5. The Times’s ethics rules state, in paragraph 101, that “staff members may not furnish, prepare or supervise news content about relatives, spouses or others with whom they have close personal relationships.” (Paragraph 5 makes clear that the term “staff members” includes editorial writers. Although it’s not entirely clear, the term “news content” appears to be a shorthand for “news or editorial content,” as distinguished from advertising.)
Now, two questions (and I genuinely mean these as questions, not as assertions cast in the form of questions):
1. Did Caplan draft the “Accountability Avoidance” editorial or play any role in reviewing it? (Or did he instead inform his colleagues that he had a conflict that prevented him from playing his usual role?)

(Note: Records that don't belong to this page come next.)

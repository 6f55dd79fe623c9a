//! Input/output operations and error handling

/// Command-line interface and solve orchestration
pub mod cli;
/// Solver constants and configuration defaults
pub mod configuration;
/// Error types and result alias
pub mod error;
/// Plain-text puzzle loading
pub mod input;
/// Iteration progress display
pub mod progress;
/// Word list file loading
pub mod wordlist;
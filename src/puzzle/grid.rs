//! Rectangular cell matrix with construction-time validation
//!
//! A [`Grid`] is the unit of work for a solve: the solver clones the caller's
//! grid once at the start of a run and again before every tentative placement
//! (the snapshot that backtracking restores). Dimensions are fixed for the
//! grid's lifetime; cells are addressed as `(x, y)` with `x` as the column.

use ndarray::Array2;

use crate::io::error::{Result, invalid_grid};
use crate::puzzle::cell::Cell;

/// Rectangular matrix of cells
#[derive(Debug, Clone, PartialEq, Eq)]
pub struct Grid {
    cells: Array2<Cell>,
}

impl Grid {
    /// Build a grid from raw string rows
    ///
    /// Each entry is normalized through [`Cell::from_raw`]. This is the
    /// validation gate for external input: structural problems fail here,
    /// before any slot extraction or solving begins.
    ///
    /// # Errors
    ///
    /// Returns [`crate::FillError::InvalidGrid`] if there are zero rows, zero
    /// columns, or rows of unequal length.
    pub fn from_raw_rows<S: AsRef<str>>(rows: &[Vec<S>]) -> Result<Self> {
        let cell_rows: Vec<Vec<Cell>> = rows
            .iter()
            .map(|row| row.iter().map(|raw| Cell::from_raw(raw.as_ref())).collect())
            .collect();
        Self::from_cell_rows(cell_rows)
    }

    /// Build a grid from already-normalized cell rows
    ///
    /// # Errors
    ///
    /// Returns [`crate::FillError::InvalidGrid`] if there are zero rows, zero
    /// columns, or rows of unequal length.
    pub fn from_cell_rows(rows: Vec<Vec<Cell>>) -> Result<Self> {
        let height = rows.len();
        if height == 0 {
            return Err(invalid_grid(&"grid has no rows"));
        }

        let width = rows.first().map_or(0, Vec::len);
        if width == 0 {
            return Err(invalid_grid(&"grid has no columns"));
        }

        for (y, row) in rows.iter().enumerate() {
            if row.len() != width {
                return Err(invalid_grid(&format!(
                    "grid is not rectangular: row {y} has {} cells, expected {width}",
                    row.len()
                )));
            }
        }

        let flat: Vec<Cell> = rows.into_iter().flatten().collect();
        let cells = Array2::from_shape_vec((height, width), flat)
            .map_err(|e| invalid_grid(&format!("grid shape mismatch: {e}")))?;

        Ok(Self { cells })
    }

    /// Number of columns
    pub fn width(&self) -> usize {
        self.cells.ncols()
    }

    /// Number of rows
    pub fn height(&self) -> usize {
        self.cells.nrows()
    }

    /// Read the cell at `(x, y)`, or `None` when out of bounds
    pub fn cell(&self, x: usize, y: usize) -> Option<Cell> {
        self.cells.get([y, x]).copied()
    }

    /// Write the cell at `(x, y)`
    ///
    /// Out-of-bounds writes are ignored and reported as `false`.
    pub fn set_cell(&mut self, x: usize, y: usize, cell: Cell) -> bool {
        self.cells.get_mut([y, x]).map(|slot| *slot = cell).is_some()
    }

    /// Whether every free cell holds a letter
    pub fn is_filled(&self) -> bool {
        self.cells
            .iter()
            .all(|cell| cell.is_blocked() || cell.letter().is_some())
    }

    /// Count of free cells without a letter
    pub fn unfilled_count(&self) -> usize {
        self.cells
            .iter()
            .filter(|cell| cell.is_free() && cell.letter().is_none())
            .count()
    }

    /// Render the grid as one line per row
    ///
    /// Blocked cells print as `'#'`, empty cells as `'_'`, letters as
    /// themselves.
    pub fn render(&self) -> String {
        let mut out = String::with_capacity(self.height() * (self.width() + 1));
        for row in self.cells.rows() {
            for cell in row {
                out.push(match cell {
                    Cell::Blocked => crate::io::configuration::BLOCKED_CHAR,
                    Cell::Empty => crate::io::configuration::RENDER_EMPTY_CHAR,
                    Cell::Letter(c) => *c,
                });
            }
            out.push('\n');
        }
        out
    }
}
//! Fill patterns: the known/unknown state of a slot's letters
//!
//! A pattern is a non-empty string over `{A..Z, '?'}`, always the same length
//! as the slot it was projected from. Projection is total for well-formed
//! slots: any cell that does not hold a single letter reads as `'?'`.

use std::fmt;

use crate::io::configuration::UNKNOWN_CHAR;
use crate::io::error::{FillError, Result};
use crate::puzzle::cell::Cell;
use crate::puzzle::grid::Grid;
use crate::puzzle::slots::Slot;

/// A validated fill pattern, stored uppercase
#[derive(Debug, Clone, PartialEq, Eq, Hash)]
pub struct Pattern {
    text: String,
}

impl Pattern {
    /// Parse and validate a raw pattern string
    ///
    /// Input is trimmed and uppercased; letters and `'?'` are the only
    /// characters accepted.
    ///
    /// # Errors
    ///
    /// Returns [`FillError::InvalidPattern`] if the trimmed pattern is empty
    /// or contains characters outside `{A-Z, a-z, '?'}`.
    pub fn parse(raw: &str) -> Result<Self> {
        let trimmed = raw.trim();
        if trimmed.is_empty() {
            return Err(FillError::InvalidPattern {
                pattern: raw.to_string(),
                reason: "pattern is empty",
            });
        }
        if !trimmed
            .chars()
            .all(|c| c.is_ascii_alphabetic() || c == UNKNOWN_CHAR)
        {
            return Err(FillError::InvalidPattern {
                pattern: raw.to_string(),
                reason: "pattern may contain only letters and '?'",
            });
        }
        Ok(Self {
            text: trimmed.to_ascii_uppercase(),
        })
    }

    /// Project a slot's current fill state from a grid snapshot
    ///
    /// Each slot cell reads as its letter when it holds one and as `'?'`
    /// otherwise (empty, blocked, or out of bounds).
    ///
    /// # Errors
    ///
    /// Returns [`FillError::SlotInvariant`] for a zero-length slot, which
    /// extraction can never produce; reaching this indicates an extraction
    /// bug and is fatal to the run.
    pub fn from_grid(grid: &Grid, slot: &Slot) -> Result<Self> {
        if slot.is_empty() {
            return Err(FillError::SlotInvariant {
                direction: slot.id.direction,
                number: slot.id.number,
                reason: "slot has no cells",
            });
        }

        let text = slot
            .cells
            .iter()
            .map(|pos| {
                grid.cell(pos.x, pos.y)
                    .and_then(Cell::letter)
                    .unwrap_or(UNKNOWN_CHAR)
            })
            .collect();
        Ok(Self { text })
    }

    /// The pattern as a string slice
    pub fn as_str(&self) -> &str {
        &self.text
    }

    /// Pattern length in characters
    pub fn len(&self) -> usize {
        self.text.len()
    }

    /// Whether the pattern has no characters (never true once constructed)
    pub fn is_empty(&self) -> bool {
        self.text.is_empty()
    }

    /// Whether every position is a known letter
    pub fn is_complete(&self) -> bool {
        !self.text.contains(UNKNOWN_CHAR)
    }

    /// Whether `word` fits this pattern
    ///
    /// True iff the lengths match and every non-`'?'` position agrees with
    /// the word's letter at that position, case-insensitively.
    pub fn matches_word(&self, word: &str) -> bool {
        if word.len() != self.text.len() {
            return false;
        }
        self.text
            .chars()
            .zip(word.chars())
            .all(|(p, w)| p == UNKNOWN_CHAR || p.eq_ignore_ascii_case(&w))
    }
}

impl fmt::Display for Pattern {
    fn fmt(&self, f: &mut fmt::Formatter<'_>) -> fmt::Result {
        write!(f, "{}", self.text)
    }
}
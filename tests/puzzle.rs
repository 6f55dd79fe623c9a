//! Validates grid construction, slot extraction and numbering, and pattern
//! projection

use gridfill::FillError;
use gridfill::dictionary::Pattern;
use gridfill::io::input::parse_puzzle_text;
use gridfill::puzzle::{Cell, Clue, Direction, Grid, Slot, SlotCell, SlotId, extract_slots};

fn grid_from(lines: &[&str]) -> Grid {
    parse_puzzle_text(&lines.join("\n")).unwrap()
}

#[test]
fn test_raw_rows_are_normalized() {
    let rows = vec![
        vec!["c", "A", "#"],
        vec!["", "  ", "xy"],
        vec!["t", ".", "z"],
    ];
    let grid = Grid::from_raw_rows(&rows).unwrap();
    assert_eq!(grid.cell(0, 0), Some(Cell::Letter('C')));
    assert_eq!(grid.cell(2, 0), Some(Cell::Blocked));
    // Empty, whitespace, and multi-character content all read as empty
    assert_eq!(grid.cell(0, 1), Some(Cell::Empty));
    assert_eq!(grid.cell(1, 1), Some(Cell::Empty));
    assert_eq!(grid.cell(2, 1), Some(Cell::Empty));
    assert_eq!(grid.cell(0, 2), Some(Cell::Letter('T')));
}

#[test]
fn test_grid_validation() {
    let empty: Vec<Vec<&str>> = Vec::new();
    assert!(matches!(
        Grid::from_raw_rows(&empty),
        Err(FillError::InvalidGrid { .. })
    ));

    let zero_cols: Vec<Vec<&str>> = vec![Vec::new()];
    assert!(matches!(
        Grid::from_raw_rows(&zero_cols),
        Err(FillError::InvalidGrid { .. })
    ));

    let ragged = vec![vec![".", "."], vec!["."]];
    assert!(matches!(
        Grid::from_raw_rows(&ragged),
        Err(FillError::InvalidGrid { .. })
    ));
}

#[test]
fn test_out_of_bounds_reads_are_none() {
    let grid = grid_from(&["..", ".."]);
    assert_eq!(grid.cell(2, 0), None);
    assert_eq!(grid.cell(0, 5), None);
}

#[test]
fn test_open_grid_numbering() {
    let grid = grid_from(&["...", "...", "..."]);
    let (across, down) = extract_slots(&grid, &[], &[]);

    // Shared numbering: (0,0) starts both directions under number 1, the
    // rest of the first row continues down-only numbers, later rows pick up
    // across-only numbers
    let across_numbers: Vec<u32> = across.iter().map(|s| s.id.number).collect();
    let down_numbers: Vec<u32> = down.iter().map(|s| s.id.number).collect();
    assert_eq!(across_numbers, [1, 4, 5]);
    assert_eq!(down_numbers, [1, 2, 3]);

    for slot in across.iter().chain(&down) {
        assert_eq!(slot.len(), 3);
    }
}

#[test]
fn test_blocked_layout_extraction() {
    // .#.
    // ...
    // .#.
    let grid = grid_from(&[".#.", "...", ".#."]);
    let (across, down) = extract_slots(&grid, &[], &[]);

    // Row 0 and row 2 hold only length-1 runs, which are not slots
    assert_eq!(across.len(), 1);
    assert_eq!(across[0].id, SlotId { direction: Direction::Across, number: 3 });
    assert_eq!(
        across[0].cells,
        [
            SlotCell { x: 0, y: 1, index: 0 },
            SlotCell { x: 1, y: 1, index: 1 },
            SlotCell { x: 2, y: 1, index: 2 },
        ]
    );

    assert_eq!(down.len(), 2);
    assert_eq!(down[0].id, SlotId { direction: Direction::Down, number: 1 });
    assert_eq!(down[1].id, SlotId { direction: Direction::Down, number: 2 });
    assert_eq!(down[0].cells[0], SlotCell { x: 0, y: 0, index: 0 });
    assert_eq!(down[1].cells[0], SlotCell { x: 2, y: 0, index: 0 });
}

#[test]
fn test_isolated_cell_yields_no_slots() {
    let grid = grid_from(&["#.#", "###"]);
    let (across, down) = extract_slots(&grid, &[], &[]);
    assert!(across.is_empty());
    assert!(down.is_empty());
}

#[test]
fn test_extraction_is_deterministic() {
    let grid = grid_from(&["..#..", ".....", "#...#", ".....", "..#.."]);
    let first = extract_slots(&grid, &[], &[]);
    let second = extract_slots(&grid, &[], &[]);
    assert_eq!(first, second);
}

#[test]
fn test_clues_assigned_positionally() {
    let grid = grid_from(&["...", "...", "..."]);
    let clues_across = vec![
        Clue::new("Feline".to_string(), "CAT".to_string()),
        Clue::new("Exist".to_string(), "ARE".to_string()),
    ];
    let (across, down) = extract_slots(&grid, &clues_across, &[]);

    assert_eq!(across[0].clue, "Feline");
    assert_eq!(across[0].answer, "CAT");
    assert_eq!(across[1].clue, "Exist");
    // Excess slots get empty clue/answer fields rather than failing
    assert_eq!(across[2].clue, "");
    assert_eq!(across[2].answer, "");
    for slot in &down {
        assert_eq!(slot.clue, "");
    }
}

#[test]
fn test_pattern_projection() {
    let grid = grid_from(&["C.T", "...", "..."]);
    let (across, _) = extract_slots(&grid, &[], &[]);

    let top_row = Pattern::from_grid(&grid, &across[0]).unwrap();
    assert_eq!(top_row.as_str(), "C?T");
    assert!(!top_row.is_complete());

    let middle_row = Pattern::from_grid(&grid, &across[1]).unwrap();
    assert_eq!(middle_row.as_str(), "???");
}

#[test]
fn test_projection_of_out_of_bounds_cell_is_unknown() {
    let grid = grid_from(&["AB", "CD"]);
    // Hand-built slot reaching past the grid edge
    let slot = Slot {
        id: SlotId { direction: Direction::Across, number: 1 },
        cells: vec![
            SlotCell { x: 0, y: 0, index: 0 },
            SlotCell { x: 1, y: 0, index: 1 },
            SlotCell { x: 2, y: 0, index: 2 },
        ],
        clue: String::new(),
        answer: String::new(),
    };
    let pattern = Pattern::from_grid(&grid, &slot).unwrap();
    assert_eq!(pattern.as_str(), "AB?");
}

#[test]
fn test_zero_length_slot_is_invariant_violation() {
    let grid = grid_from(&["..", ".."]);
    let slot = Slot {
        id: SlotId { direction: Direction::Down, number: 9 },
        cells: Vec::new(),
        clue: String::new(),
        answer: String::new(),
    };
    assert!(matches!(
        Pattern::from_grid(&grid, &slot),
        Err(FillError::SlotInvariant { number: 9, .. })
    ));
}

#[test]
fn test_render_round_trips_cell_kinds() {
    let grid = grid_from(&["A#.", "..."]);
    assert_eq!(grid.render(), "A#_\n___\n");
    assert_eq!(grid.unfilled_count(), 4);
    assert!(!grid.is_filled());
}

2. Did Caplan draft the March 2011 editorial or play any role in reviewing it?
If the answer to the main question 1 is yes, then it would seem that Caplan himself is engaging in “accountability avoidance”—hiding behind the anonymity of NYT house editorials while applauding his wife’s vote and attacking Chief Judge Jacobs. (I raised a similar concern about an editorial last year that went out of its way to urge the confirmation of a group of nominees that included Carney.) That would be an interesting fact, all the more so as NYT house editorials (like this one) in Caplan’s area of specialty have gone after Justice Thomas for supposed conflicts involving his wife’s activities.
If the answer to question 2 is yes, that would raise the question whether Carney properly participated in the decision whether to review en banc a decision that her husband had publicly (though anonymously) celebrated.